___ DATA TO EXAMINE ___

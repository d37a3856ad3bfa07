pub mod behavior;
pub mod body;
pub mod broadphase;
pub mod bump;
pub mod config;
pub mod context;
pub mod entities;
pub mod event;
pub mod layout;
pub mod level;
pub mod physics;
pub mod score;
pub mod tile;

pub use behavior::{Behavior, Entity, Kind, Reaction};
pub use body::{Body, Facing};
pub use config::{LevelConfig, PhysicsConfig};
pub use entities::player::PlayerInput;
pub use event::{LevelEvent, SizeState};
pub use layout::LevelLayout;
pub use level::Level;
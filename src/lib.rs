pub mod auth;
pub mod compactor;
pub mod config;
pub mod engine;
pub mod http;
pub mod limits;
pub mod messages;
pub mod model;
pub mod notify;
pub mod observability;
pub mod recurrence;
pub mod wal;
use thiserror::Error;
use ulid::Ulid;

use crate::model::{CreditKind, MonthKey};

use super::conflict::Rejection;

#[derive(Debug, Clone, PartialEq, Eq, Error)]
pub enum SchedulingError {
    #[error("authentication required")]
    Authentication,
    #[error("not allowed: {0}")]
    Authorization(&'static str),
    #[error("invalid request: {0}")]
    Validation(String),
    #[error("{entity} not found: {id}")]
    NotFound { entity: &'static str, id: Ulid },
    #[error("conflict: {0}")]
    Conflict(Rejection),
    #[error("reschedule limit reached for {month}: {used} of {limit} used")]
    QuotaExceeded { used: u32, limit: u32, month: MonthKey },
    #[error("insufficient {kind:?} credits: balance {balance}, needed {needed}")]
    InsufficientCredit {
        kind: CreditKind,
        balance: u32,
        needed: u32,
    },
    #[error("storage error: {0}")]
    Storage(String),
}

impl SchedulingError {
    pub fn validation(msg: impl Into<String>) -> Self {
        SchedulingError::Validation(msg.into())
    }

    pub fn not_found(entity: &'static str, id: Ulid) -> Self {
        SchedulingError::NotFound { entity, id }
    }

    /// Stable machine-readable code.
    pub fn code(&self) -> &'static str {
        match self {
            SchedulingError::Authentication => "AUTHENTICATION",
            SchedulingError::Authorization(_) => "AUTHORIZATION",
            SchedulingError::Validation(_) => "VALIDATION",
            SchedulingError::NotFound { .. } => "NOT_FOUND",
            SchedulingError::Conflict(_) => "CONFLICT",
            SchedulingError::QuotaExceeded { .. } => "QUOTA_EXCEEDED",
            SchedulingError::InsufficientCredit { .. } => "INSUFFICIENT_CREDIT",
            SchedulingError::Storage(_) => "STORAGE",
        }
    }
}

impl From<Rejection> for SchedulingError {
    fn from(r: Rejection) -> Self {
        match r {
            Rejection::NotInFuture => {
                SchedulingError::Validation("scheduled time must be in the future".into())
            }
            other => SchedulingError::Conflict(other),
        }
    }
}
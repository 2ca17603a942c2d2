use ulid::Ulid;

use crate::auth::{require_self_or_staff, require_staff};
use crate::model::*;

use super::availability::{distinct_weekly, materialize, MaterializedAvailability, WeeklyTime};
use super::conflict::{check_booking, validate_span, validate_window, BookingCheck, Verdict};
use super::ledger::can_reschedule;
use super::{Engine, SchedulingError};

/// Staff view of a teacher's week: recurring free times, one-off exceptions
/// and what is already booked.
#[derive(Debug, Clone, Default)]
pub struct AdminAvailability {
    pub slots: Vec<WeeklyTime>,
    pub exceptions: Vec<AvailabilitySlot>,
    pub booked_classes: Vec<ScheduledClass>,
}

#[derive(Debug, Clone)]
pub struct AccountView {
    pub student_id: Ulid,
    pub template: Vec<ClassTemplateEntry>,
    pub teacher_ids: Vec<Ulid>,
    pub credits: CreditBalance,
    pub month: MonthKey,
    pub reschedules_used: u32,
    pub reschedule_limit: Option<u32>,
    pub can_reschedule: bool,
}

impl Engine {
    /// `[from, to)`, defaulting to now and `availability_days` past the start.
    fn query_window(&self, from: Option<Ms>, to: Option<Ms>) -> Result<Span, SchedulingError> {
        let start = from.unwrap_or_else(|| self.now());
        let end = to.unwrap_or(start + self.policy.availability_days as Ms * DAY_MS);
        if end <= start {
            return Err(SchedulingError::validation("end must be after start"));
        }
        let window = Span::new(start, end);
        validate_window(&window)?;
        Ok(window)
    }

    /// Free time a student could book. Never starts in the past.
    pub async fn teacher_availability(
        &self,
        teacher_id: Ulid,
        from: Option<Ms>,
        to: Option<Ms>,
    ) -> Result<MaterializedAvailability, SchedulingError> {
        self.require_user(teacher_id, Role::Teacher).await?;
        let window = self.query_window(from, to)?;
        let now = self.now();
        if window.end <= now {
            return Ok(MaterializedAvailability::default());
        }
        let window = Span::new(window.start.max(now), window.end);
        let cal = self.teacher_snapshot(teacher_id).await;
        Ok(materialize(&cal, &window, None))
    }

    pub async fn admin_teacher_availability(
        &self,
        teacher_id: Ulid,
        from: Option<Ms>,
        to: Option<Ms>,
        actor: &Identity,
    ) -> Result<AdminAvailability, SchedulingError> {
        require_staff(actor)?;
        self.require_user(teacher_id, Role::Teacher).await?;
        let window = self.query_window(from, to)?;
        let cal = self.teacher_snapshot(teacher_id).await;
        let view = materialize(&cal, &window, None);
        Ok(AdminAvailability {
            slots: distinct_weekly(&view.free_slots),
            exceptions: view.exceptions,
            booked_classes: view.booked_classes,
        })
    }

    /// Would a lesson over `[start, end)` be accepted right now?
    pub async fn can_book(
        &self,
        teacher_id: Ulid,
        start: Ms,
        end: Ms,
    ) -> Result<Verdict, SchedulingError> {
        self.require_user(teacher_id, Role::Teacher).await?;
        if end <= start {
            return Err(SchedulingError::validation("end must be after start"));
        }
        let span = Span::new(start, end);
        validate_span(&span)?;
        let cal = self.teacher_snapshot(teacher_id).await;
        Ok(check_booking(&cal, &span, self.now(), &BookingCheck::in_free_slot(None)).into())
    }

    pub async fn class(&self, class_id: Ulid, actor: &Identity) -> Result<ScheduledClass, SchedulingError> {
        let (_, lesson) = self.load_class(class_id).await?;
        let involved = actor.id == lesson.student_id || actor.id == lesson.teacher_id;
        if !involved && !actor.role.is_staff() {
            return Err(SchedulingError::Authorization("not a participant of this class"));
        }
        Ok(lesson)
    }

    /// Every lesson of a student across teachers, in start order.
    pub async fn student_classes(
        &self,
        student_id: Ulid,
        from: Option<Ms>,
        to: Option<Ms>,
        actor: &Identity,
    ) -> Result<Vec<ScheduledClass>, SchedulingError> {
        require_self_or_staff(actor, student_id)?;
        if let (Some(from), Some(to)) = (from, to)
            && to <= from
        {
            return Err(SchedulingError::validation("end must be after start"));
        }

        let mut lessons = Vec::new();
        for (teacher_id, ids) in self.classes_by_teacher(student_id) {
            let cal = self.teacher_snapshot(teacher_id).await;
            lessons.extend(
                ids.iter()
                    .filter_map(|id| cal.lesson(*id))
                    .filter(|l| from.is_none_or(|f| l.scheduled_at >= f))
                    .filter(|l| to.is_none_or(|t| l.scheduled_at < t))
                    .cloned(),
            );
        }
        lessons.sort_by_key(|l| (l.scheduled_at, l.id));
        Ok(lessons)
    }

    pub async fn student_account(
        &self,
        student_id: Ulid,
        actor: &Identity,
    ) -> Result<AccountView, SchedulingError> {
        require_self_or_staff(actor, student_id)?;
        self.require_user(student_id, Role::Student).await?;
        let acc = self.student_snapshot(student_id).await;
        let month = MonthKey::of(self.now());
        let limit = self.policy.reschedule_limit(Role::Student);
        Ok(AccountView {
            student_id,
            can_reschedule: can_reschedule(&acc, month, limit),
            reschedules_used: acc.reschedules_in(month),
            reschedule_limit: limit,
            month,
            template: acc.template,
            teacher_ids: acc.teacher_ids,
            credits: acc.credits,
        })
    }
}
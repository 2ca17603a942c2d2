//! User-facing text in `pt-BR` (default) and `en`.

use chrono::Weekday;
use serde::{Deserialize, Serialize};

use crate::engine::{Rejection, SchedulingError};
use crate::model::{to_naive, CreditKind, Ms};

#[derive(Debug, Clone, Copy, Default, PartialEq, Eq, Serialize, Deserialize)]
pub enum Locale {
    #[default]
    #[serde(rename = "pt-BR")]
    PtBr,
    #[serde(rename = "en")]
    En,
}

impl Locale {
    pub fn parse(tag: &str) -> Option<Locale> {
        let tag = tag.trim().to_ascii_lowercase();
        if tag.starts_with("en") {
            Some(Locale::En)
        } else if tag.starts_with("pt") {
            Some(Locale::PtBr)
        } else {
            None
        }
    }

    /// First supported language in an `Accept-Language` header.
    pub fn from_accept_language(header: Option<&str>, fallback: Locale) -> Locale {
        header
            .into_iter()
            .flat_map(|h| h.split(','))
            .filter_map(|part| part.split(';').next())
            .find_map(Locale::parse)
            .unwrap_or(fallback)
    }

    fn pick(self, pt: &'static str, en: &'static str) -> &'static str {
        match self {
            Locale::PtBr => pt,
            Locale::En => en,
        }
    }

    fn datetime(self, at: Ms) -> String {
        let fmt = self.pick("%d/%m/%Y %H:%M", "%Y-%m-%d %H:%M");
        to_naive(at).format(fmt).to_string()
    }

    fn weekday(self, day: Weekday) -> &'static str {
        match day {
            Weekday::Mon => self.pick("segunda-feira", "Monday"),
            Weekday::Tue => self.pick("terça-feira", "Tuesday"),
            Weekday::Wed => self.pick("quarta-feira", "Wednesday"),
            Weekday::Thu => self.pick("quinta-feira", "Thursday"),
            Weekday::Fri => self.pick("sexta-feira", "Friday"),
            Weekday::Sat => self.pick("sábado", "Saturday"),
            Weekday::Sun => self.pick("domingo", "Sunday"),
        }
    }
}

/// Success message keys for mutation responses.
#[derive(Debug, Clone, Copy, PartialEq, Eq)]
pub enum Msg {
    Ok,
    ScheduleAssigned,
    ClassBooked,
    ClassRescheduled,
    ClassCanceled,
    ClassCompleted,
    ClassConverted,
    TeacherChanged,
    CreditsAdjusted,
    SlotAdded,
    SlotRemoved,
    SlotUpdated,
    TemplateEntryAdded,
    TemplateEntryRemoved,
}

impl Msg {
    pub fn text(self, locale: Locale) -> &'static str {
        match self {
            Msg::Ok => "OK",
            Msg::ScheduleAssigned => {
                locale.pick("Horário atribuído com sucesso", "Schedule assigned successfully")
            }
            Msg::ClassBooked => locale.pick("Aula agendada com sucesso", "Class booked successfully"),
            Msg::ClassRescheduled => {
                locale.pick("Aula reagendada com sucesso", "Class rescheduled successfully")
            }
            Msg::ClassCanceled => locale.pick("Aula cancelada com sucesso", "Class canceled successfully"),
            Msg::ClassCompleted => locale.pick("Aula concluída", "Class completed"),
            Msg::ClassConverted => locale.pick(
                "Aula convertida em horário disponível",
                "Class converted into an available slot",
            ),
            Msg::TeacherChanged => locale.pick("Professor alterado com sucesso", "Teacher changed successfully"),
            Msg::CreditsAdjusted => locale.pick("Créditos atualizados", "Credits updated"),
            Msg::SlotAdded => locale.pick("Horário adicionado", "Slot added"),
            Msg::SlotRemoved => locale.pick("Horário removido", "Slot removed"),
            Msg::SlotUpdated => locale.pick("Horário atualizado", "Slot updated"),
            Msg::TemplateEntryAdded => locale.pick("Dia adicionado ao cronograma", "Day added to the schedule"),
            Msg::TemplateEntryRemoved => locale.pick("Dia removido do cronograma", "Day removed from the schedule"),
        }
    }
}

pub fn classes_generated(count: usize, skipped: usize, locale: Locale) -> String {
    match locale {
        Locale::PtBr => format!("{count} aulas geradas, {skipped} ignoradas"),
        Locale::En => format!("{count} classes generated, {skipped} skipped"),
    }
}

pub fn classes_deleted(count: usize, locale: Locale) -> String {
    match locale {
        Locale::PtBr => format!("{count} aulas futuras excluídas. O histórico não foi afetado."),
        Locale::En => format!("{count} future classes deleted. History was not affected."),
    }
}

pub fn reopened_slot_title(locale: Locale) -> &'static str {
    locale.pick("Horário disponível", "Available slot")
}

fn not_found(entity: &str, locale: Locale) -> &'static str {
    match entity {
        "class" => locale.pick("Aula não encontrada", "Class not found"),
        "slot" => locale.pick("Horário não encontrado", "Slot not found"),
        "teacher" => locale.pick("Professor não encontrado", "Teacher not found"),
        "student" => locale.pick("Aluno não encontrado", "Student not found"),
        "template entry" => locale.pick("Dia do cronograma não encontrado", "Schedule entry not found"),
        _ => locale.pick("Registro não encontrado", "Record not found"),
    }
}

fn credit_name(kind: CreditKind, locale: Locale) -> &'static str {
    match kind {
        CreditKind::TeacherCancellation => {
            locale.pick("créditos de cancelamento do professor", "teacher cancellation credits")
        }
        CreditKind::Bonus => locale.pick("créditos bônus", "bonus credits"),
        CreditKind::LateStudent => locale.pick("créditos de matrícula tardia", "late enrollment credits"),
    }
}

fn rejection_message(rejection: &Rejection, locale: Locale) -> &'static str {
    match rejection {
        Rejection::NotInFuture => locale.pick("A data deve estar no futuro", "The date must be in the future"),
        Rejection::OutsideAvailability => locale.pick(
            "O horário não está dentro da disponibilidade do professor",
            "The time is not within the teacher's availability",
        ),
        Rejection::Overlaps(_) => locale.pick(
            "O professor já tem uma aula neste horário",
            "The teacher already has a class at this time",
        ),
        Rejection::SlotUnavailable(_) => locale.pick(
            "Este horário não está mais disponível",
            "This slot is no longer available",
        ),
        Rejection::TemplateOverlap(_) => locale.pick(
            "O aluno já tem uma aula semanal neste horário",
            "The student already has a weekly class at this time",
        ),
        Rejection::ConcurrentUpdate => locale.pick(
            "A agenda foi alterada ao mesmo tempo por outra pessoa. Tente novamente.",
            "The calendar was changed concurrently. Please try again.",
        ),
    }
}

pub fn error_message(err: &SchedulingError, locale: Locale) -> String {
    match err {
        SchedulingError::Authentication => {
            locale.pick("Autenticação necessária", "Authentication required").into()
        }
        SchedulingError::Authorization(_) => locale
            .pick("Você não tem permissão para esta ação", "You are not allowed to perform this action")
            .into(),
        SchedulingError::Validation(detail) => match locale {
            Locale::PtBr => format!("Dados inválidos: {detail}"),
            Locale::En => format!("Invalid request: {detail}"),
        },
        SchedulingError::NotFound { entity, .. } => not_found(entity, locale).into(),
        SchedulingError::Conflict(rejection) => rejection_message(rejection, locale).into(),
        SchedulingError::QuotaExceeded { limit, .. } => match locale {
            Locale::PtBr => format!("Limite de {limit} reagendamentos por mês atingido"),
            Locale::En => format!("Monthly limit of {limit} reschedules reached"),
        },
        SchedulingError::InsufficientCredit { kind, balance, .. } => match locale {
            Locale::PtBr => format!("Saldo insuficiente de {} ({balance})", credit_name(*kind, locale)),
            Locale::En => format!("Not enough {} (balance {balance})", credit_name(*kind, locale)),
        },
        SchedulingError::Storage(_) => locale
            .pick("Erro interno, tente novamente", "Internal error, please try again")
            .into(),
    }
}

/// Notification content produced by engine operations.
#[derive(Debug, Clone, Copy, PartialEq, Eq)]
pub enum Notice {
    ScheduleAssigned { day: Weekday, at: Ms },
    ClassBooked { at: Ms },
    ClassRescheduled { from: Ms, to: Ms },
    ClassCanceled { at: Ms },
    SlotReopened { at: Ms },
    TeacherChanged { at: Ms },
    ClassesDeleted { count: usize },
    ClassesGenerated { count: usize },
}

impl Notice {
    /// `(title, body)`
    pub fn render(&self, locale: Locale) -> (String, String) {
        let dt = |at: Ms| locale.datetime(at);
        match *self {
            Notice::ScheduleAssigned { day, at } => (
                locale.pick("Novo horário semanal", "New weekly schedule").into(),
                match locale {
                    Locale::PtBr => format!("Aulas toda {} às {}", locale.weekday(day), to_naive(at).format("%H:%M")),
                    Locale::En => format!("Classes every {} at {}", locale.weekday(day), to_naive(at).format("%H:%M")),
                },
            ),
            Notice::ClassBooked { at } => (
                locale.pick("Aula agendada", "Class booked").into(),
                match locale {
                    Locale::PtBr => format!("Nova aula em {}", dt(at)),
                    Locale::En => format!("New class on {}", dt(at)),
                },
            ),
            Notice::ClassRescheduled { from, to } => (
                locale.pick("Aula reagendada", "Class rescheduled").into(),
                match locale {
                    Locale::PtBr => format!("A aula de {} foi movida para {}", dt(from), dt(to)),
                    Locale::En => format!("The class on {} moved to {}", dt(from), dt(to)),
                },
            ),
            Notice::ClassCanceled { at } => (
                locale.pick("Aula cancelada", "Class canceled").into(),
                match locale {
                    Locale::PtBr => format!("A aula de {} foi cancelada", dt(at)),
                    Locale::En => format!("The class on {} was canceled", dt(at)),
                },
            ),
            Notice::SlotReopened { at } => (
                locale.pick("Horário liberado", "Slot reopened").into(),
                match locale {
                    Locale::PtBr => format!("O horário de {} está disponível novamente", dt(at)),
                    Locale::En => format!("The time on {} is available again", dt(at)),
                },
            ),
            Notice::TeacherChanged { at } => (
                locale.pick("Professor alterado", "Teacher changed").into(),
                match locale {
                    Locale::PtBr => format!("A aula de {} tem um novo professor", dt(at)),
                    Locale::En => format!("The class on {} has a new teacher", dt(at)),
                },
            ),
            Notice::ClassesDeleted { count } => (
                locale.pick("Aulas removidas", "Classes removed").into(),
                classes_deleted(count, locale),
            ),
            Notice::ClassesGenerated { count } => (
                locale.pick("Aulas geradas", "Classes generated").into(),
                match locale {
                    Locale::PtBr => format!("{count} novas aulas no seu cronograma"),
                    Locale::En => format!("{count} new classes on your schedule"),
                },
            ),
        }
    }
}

___

▶ ABOUT THIS EXERCISE: What are the lines of the data above that include the string "está"? Copy them.

▶ ANSWER TO THE EXERCISE:
            "O horário não está dentro da disponibilidade do professor",
            "Este horário não está mais disponível",
                    Locale::PtBr => format!("O horário de {} está disponível novamente", dt(at)),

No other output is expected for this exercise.